Share your dilemmas and get honest opinions from other Mumsnetters.

Do all primary schools have behaviour issues?

130 replies

Wildflowers99 · 27/03/2025 09:27

Looking for a new primary for (well behaved, fairly academic) DD and without exception every OFSTED mentions things like ‘a significant number of children who struggle with appropriate behaviour’, or similar phrases to this.

It’s really disheartening. DD’s current school has a lot of children who are behind or struggle with behaviour and I was hoping to move her to a classroom environment better suited to her. We live in a very average area, some more deprived areas, some very middle class, but this seems to be an issue wherever I look.

Do I just give up and accept basically all primaries are like this?

OP posts:
Catterpillarsflipflops · 28/03/2025 12:37

There is a major parenting and behaviour crisis universally. It's awful in some sections of society.

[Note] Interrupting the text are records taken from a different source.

// src/lib.rs

//! `nearclifford` - near-Clifford training circuits for Clifford Data Regression
//!
//! Clifford Data Regression (CDR) learns how noise distorts expectation values
//! by running circuits whose ideal values are cheap to compute. This library
//! builds those training circuits: it takes a circuit mixing Clifford and
//! non-Clifford operations and replaces (some of) the non-Clifford operations
//! by nearby Clifford ones, either by plain random resampling or by a
//! Markov-Chain Monte-Carlo walk that favours circuits whose expectation value
//! stays close to the original one.

pub mod core;
pub mod operations;
pub mod circuits;
pub mod observable;
pub mod executor;
pub mod simulation;
pub mod cdr;

// Re-export the most common types for easier top-level use
pub use core::{CdrError, QubitId, StateVector};
pub use operations::{Gate, Operation};
pub use circuits::{Circuit, CircuitBuilder};
pub use observable::{Observable, Pauli, PauliString};
pub use executor::{Executor, FnExecutor, RecordingExecutor};
pub use simulation::Simulator;
pub use cdr::{
    CircuitGenerator,
    GateClassifier,
    GeneratorConfig,
    McmcCircuitGenerator,
    NearCliffordMapper,
    RandomCircuitGenerator,
    RandomState,
    ReplaceMethod,
    SelectMethod,
    StabilizerClassifier,
    generate_for_each,
};

// Example 1: Random near-Clifford circuits
// Every non-Clifford rotation is snapped to its closest Clifford angle.
/// ```
/// use nearclifford::{CircuitBuilder, CircuitGenerator, GeneratorConfig, Gate, Operation, QubitId, RandomCircuitGenerator, CdrError};
///
/// fn qid(id: u64) -> QubitId { QubitId(id) }
///
/// let circuit = CircuitBuilder::new()
///     .add_op(Operation::Gate { target: qid(0), gate: Gate::H })
///     .add_op(Operation::Rz { target: qid(0), theta: 0.3 })
///     .add_op(Operation::Controlled { control: qid(0), target: qid(1), gate: Gate::X })
///     .build();
///
/// let mut generator = RandomCircuitGenerator::new(GeneratorConfig::new().with_seed(11))?;
/// let training = generator.generate_circuits(&circuit, 4)?;
///
/// assert_eq!(training.len(), 4);
/// for c in &training {
///     assert!(c.operations().iter().all(|op| op.has_stabilizer_effect()));
///     assert_eq!(c.operations()[1], Operation::Rz { target: qid(0), theta: 0.0 });
/// }
/// # Ok::<(), CdrError>(())
/// ```
#[doc(hidden)]
const _: () = (); // Attaches the preceding doc comment block to a hidden item

// Example 2: MCMC sampling against the built-in simulator
// The walk only keeps circuits whose <Z> stays near the original value.
/// ```
/// use nearclifford::{
///     CircuitBuilder, GeneratorConfig, Gate, McmcCircuitGenerator, Observable, Operation,
///     PauliString, QubitId, ReplaceMethod, Simulator, CdrError,
/// };
///
/// fn qid(id: u64) -> QubitId { QubitId(id) }
///
/// let circuit = CircuitBuilder::new()
///     .add_op(Operation::Gate { target: qid(0), gate: Gate::H })
///     .add_op(Operation::Gate { target: qid(0), gate: Gate::T })
///     .add_op(Operation::Gate { target: qid(0), gate: Gate::H })
///     .build();
///
/// let config = GeneratorConfig::new()
///     .with_method_replace(ReplaceMethod::Uniform)
///     .with_seed(5);
/// let mut generator = McmcCircuitGenerator::new(config, Simulator::new(), 0.8)?
///     .with_observable(Observable::new(vec![PauliString::z(qid(0))]));
///
/// let (training, trace) = generator.generate_circuits_traced(&circuit, 3)?;
/// assert_eq!(training.len(), 3);
/// assert_eq!(trace.accepted(), 3);
/// // One evaluation for the original circuit plus one per proposal.
/// assert_eq!(generator.executor().runs(), trace.proposals() + 1);
/// # Ok::<(), CdrError>(())
/// ```
#[doc(hidden)]
const _: () = (); // Attaches the preceding doc comment block to a hidden item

Daffodiles · 28/03/2025 12:52

( looking for a school with "very low SEN" ) 😠

Bushmillsbabe · 28/03/2025 14:21

Daffodiles · 28/03/2025 12:52

( looking for a school with "very low SEN" ) 😠

I completely agree this was an insensitive comment from OP, but i can see where she is coming from. As a school governor I can see the huge financial drain current SEN funding (or lack of it) places on school budgets. Every child is funded for approx 6k per year. If a child has SEN and no EHCP then any extra resources they need are coming out of the overall school budget, leaving less for other children.

None of this is the fault of children with SEN, but neither is it the fault of children without SEN.

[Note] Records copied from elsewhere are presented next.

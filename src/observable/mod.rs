// src/observable/mod.rs

//! Observables as weighted sums of Pauli strings.

use crate::core::{QubitId, StateVector};
use num_complex::Complex;
use std::collections::{BTreeMap, BTreeSet};
use std::fmt;

/// Single-qubit Pauli operator.
#[derive(Debug, Clone, Copy, PartialEq, Eq, Hash)]
pub enum Pauli {
    /// Identity.
    I,
    /// Pauli X.
    X,
    /// Pauli Y.
    Y,
    /// Pauli Z.
    Z,
}

/// `coefficient · ⊗_q P_q`; qubits not listed carry the identity.
#[derive(Debug, Clone, PartialEq)]
pub struct PauliString {
    coefficient: f64,
    paulis: BTreeMap<QubitId, Pauli>,
}

impl PauliString {
    /// Creates a Pauli string. Identity factors are dropped.
    pub fn new<I>(coefficient: f64, paulis: I) -> Self
    where
        I: IntoIterator<Item = (QubitId, Pauli)>,
    {
        let paulis = paulis.into_iter().filter(|(_, p)| *p != Pauli::I).collect();
        Self { coefficient, paulis }
    }

    /// Pauli Z on a single qubit with unit weight.
    pub fn z(qubit: QubitId) -> Self {
        Self::new(1.0, [(qubit, Pauli::Z)])
    }

    /// The real coefficient.
    pub fn coefficient(&self) -> f64 {
        self.coefficient
    }

    /// Non-identity factors keyed by qubit.
    pub fn paulis(&self) -> &BTreeMap<QubitId, Pauli> {
        &self.paulis
    }

    /// `<ψ|P|ψ>` times the coefficient. `qubit_order` lists the qubits of the
    /// state in id order; factors on qubits outside the state act as identity.
    pub fn expectation(&self, state: &StateVector, qubit_order: &[QubitId]) -> f64 {
        let n = state.num_qubits();
        let mut x_mask = 0usize;
        let mut z_mask = 0usize;
        let mut y_count = 0u32;
        for (qubit, pauli) in &self.paulis {
            let Some(idx) = qubit_order.iter().position(|q| q == qubit) else {
                continue;
            };
            let bit = 1usize << (n - 1 - idx);
            match pauli {
                Pauli::I => {}
                Pauli::X => x_mask |= bit,
                Pauli::Z => z_mask |= bit,
                Pauli::Y => {
                    x_mask |= bit;
                    z_mask |= bit;
                    y_count += 1;
                }
            }
        }

        // P|k> = i^{#Y} (-1)^{popcount(k & z_mask)} |k ^ x_mask>
        let y_phase = Complex::i().powu(y_count);
        let amplitudes = state.amplitudes();
        let mut total = Complex::new(0.0, 0.0);
        for (k, amp) in amplitudes.iter().enumerate() {
            let sign = if (k & z_mask).count_ones() % 2 == 0 { 1.0 } else { -1.0 };
            let image = k ^ x_mask;
            total += amplitudes[image].conj() * y_phase * sign * amp;
        }
        self.coefficient * total.re
    }
}

/// Hermitian observable `Σ_j c_j P_j`.
#[derive(Debug, Clone, PartialEq, Default)]
pub struct Observable {
    terms: Vec<PauliString>,
}

impl Observable {
    /// Creates an observable from its Pauli terms.
    pub fn new(terms: Vec<PauliString>) -> Self {
        Self { terms }
    }

    /// The Pauli terms.
    pub fn terms(&self) -> &[PauliString] {
        &self.terms
    }

    /// Qubits acted on non-trivially by some term.
    pub fn qubits(&self) -> BTreeSet<QubitId> {
        self.terms.iter().flat_map(|t| t.paulis.keys().copied()).collect()
    }

    /// Expectation value on a state whose qubits are `qubit_order`.
    pub fn expectation(&self, state: &StateVector, qubit_order: &[QubitId]) -> f64 {
        self.terms.iter().map(|t| t.expectation(state, qubit_order)).sum()
    }
}

impl fmt::Display for Pauli {
    fn fmt(&self, f: &mut fmt::Formatter<'_>) -> fmt::Result {
        let s = match self {
            Pauli::I => "I",
            Pauli::X => "X",
            Pauli::Y => "Y",
            Pauli::Z => "Z",
        };
        write!(f, "{}", s)
    }
}

impl fmt::Display for PauliString {
    fn fmt(&self, f: &mut fmt::Formatter<'_>) -> fmt::Result {
        write!(f, "{}", self.coefficient)?;
        for (qubit, pauli) in &self.paulis {
            write!(f, " {}{}", pauli, qubit)?;
        }
        Ok(())
    }
}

I have seen school budgets eaten up by providing 1 to 1's who are not funded by the council but needed by a child, and then building repairs/new books/school trips/learning groups dont happen. My daughters school attracts many children with SEN due to its strong reputation for excellence, with an ARP and specialist teachers. The head was so passionate about this, but has seen the negative impact of this on the wider school funding availability, and the numbers just don't add up anymore, so she is considering closing the ARP, which would be an absolute last resort, but after many unanswered appeals for better funding have gone unanswered, it's hard to know what else to do.

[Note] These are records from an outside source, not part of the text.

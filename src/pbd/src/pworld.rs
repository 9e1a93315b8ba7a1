use std::sync::mpsc::{Receiver, Sender, TryRecvError};
use std::time::{Duration, Instant};

use crate::config::SimConfig;
use crate::constraint_group::ConstraintGroup;
use crate::controller_message::ControllerMessage;
use crate::error::PbdError;
use crate::particle::{Particle, ParticleStore};
use crate::physical_model::PhysicalModel;
use crate::V2;
use protocol::pr_model::PrModel;

#[derive(Clone, Copy, Debug, PartialEq)]
pub struct FrameStats {
	pub frame: u64,
	// projections skipped because both endpoints coincided
	pub degenerate: usize,
	// after the last relaxation pass, before commit
	pub max_violation: f32,
}

/// Owns the whole simulation state and sequences one frame:
/// external forces, prediction, relaxation passes, velocity update.
#[derive(Clone)]
pub struct PWorld {
	config: SimConfig,
	frame: u64,

	// -1: always play
	// 0: pause
	// n: play n frames
	forward_frames: i32,

	ps: ParticleStore,
	constraints: ConstraintGroup,
}

impl PWorld {
	pub fn initialize(config: SimConfig, model: &PhysicalModel) -> Result<Self, PbdError> {
		config.validate()?;
		let mut ps = ParticleStore::new(config.max_particles);
		ps.reserve(model.particles.len());
		for p in model.particles.iter() {
			if !p.imass.is_finite() || p.imass < 0.0 {
				return Err(PbdError::InvalidParameter {
					name: "inverse_mass",
					reason: "must be finite and non-negative",
				});
			}
			ps.add(p)?;
		}
		let mut constraints = ConstraintGroup::new(config.max_constraints);
		constraints.reserve(model.constraints.len());
		for (id, ct) in model.constraints.iter().enumerate() {
			if ct.validate(id, ps.as_slice(), config.strict_pins)? {
				eprintln!("WARN: constraint {}: pinned particle has nonzero inverse mass", id);
			}
			constraints.add_constraint(ct.instantiate(ps.as_slice()))?;
		}
		eprintln!(
			"INFO: add model: {} particles, {} constraints",
			ps.len(),
			constraints.len()
		);
		Ok(Self {
			config,
			frame: 0,
			forward_frames: -1,
			ps,
			constraints,
		})
	}

	pub fn with_paused(mut self) -> Self {
		self.forward_frames = 1; // provide first frame
		self
	}

	pub fn config(&self) -> &SimConfig {
		&self.config
	}

	pub fn frame(&self) -> u64 {
		self.frame
	}

	pub fn particles(&self) -> &[Particle] {
		self.ps.as_slice()
	}

	pub fn constraint_len(&self) -> usize {
		self.constraints.len()
	}

	/// Retarget a pin, applied from the next frame on.
	pub fn move_pin(&mut self, constraint: usize, pos: V2) -> bool {
		self.constraints.move_anchor(constraint, pos)
	}

	/// Advance exactly one frame. On error nothing is committed: positions
	/// and velocities keep the previous frame's values.
	pub fn step_frame(&mut self, dt: f32) -> Result<FrameStats, PbdError> {
		if !dt.is_finite() || dt <= 0.0 {
			return Err(PbdError::InvalidParameter {
				name: "dt",
				reason: "must be finite and positive",
			});
		}
		let vels = self.ps.velocities();
		self.ps
			.apply_external(dt, self.config.gravity(), self.config.damping);
		self.ps.predict(dt);
		let mut degenerate = 0;
		for _ in 0..self.config.iteration {
			degenerate += self
				.constraints
				.solve_constraints(self.ps.as_mut_slice(), self.config.solver);
		}
		let max_violation = self.constraints.max_violation(self.ps.as_slice());
		if let Err(e) = self.ps.check_finite().and_then(|_| self.ps.reconcile(dt)) {
			self.ps.restore_velocities(&vels);
			eprintln!("ERROR: frame {} aborted: {}", self.frame + 1, e);
			return Err(e);
		}
		self.frame += 1;
		if degenerate > 0 {
			eprintln!(
				"WARN: frame {}: skipped {} degenerate distance projections",
				self.frame, degenerate
			);
		}
		Ok(FrameStats {
			frame: self.frame,
			degenerate,
			max_violation,
		})
	}

	pub fn run(&mut self) -> Result<FrameStats, PbdError> {
		self.step_frame(self.config.dt)
	}

	pub fn pr_model(&self) -> PrModel {
		PrModel {
			frame: self.frame,
			positions: self.ps.positions(),
			edges: self.constraints.pr_edges(),
		}
	}

	/// Drive frames in real time, emitting a snapshot after every frame.
	/// Returns when `Quit` arrives, the controller hangs up, the renderer
	/// hangs up, or a frame fails.
	pub fn run_thread(&mut self, tx: Sender<PrModel>, rx: Receiver<ControllerMessage>) {
		let rtime = Duration::from_secs_f32(self.config.dt * self.config.time_scale);
		let mut start_time = Instant::now();
		let mut first_frame = true;
		eprintln!("INFO: driver started at frame {}", self.frame);
		'running: loop {
			if self.forward_frames != 0 {
				if self.forward_frames > 0 {
					self.forward_frames -= 1;
				}
				if !first_frame {
					if let Err(e) = self.run() {
						eprintln!("ERROR: driver stopped: {}", e);
						break;
					}
				} else {
					first_frame = false;
				}
				if tx.send(self.pr_model()).is_err() {
					break;
				}
			}

			loop {
				match rx.try_recv() {
					Ok(ControllerMessage::TogglePause) => {
						if self.forward_frames == 0 {
							self.forward_frames = -1;
						} else {
							self.forward_frames = 0;
						}
					}
					Ok(ControllerMessage::FrameForward) => {
						if self.forward_frames >= 0 {
							self.forward_frames += 1;
						}
					}
					Ok(ControllerMessage::Quit) | Err(TryRecvError::Disconnected) => {
						break 'running
					}
					Err(TryRecvError::Empty) => break,
				}
			}
			let elapsed = start_time.elapsed();
			if elapsed < rtime {
				std::thread::sleep(rtime - elapsed);
			}
			start_time = Instant::now();
		}
		eprintln!("INFO: driver stopped at frame {}", self.frame);
	}
}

snapdragonx · 28/03/2025 21:13

You’re giving credit where it is not due. Ofsted. Go and look at schools and get a feel for them. Read the Ofsted report but hold it very lightly.

JLou08 · 28/03/2025 21:29

I'm in a deprived area and don't see that in OFSTED reports here. My youngest starts school in September so I've read a few reports and I've looked around schools recently. There's a really calm atmosphere and the children are polite. My child is SEN and the schools I have looked round have SEN children as I looked at the ones where the OFSTED reports had positive feedback on the SEND provision.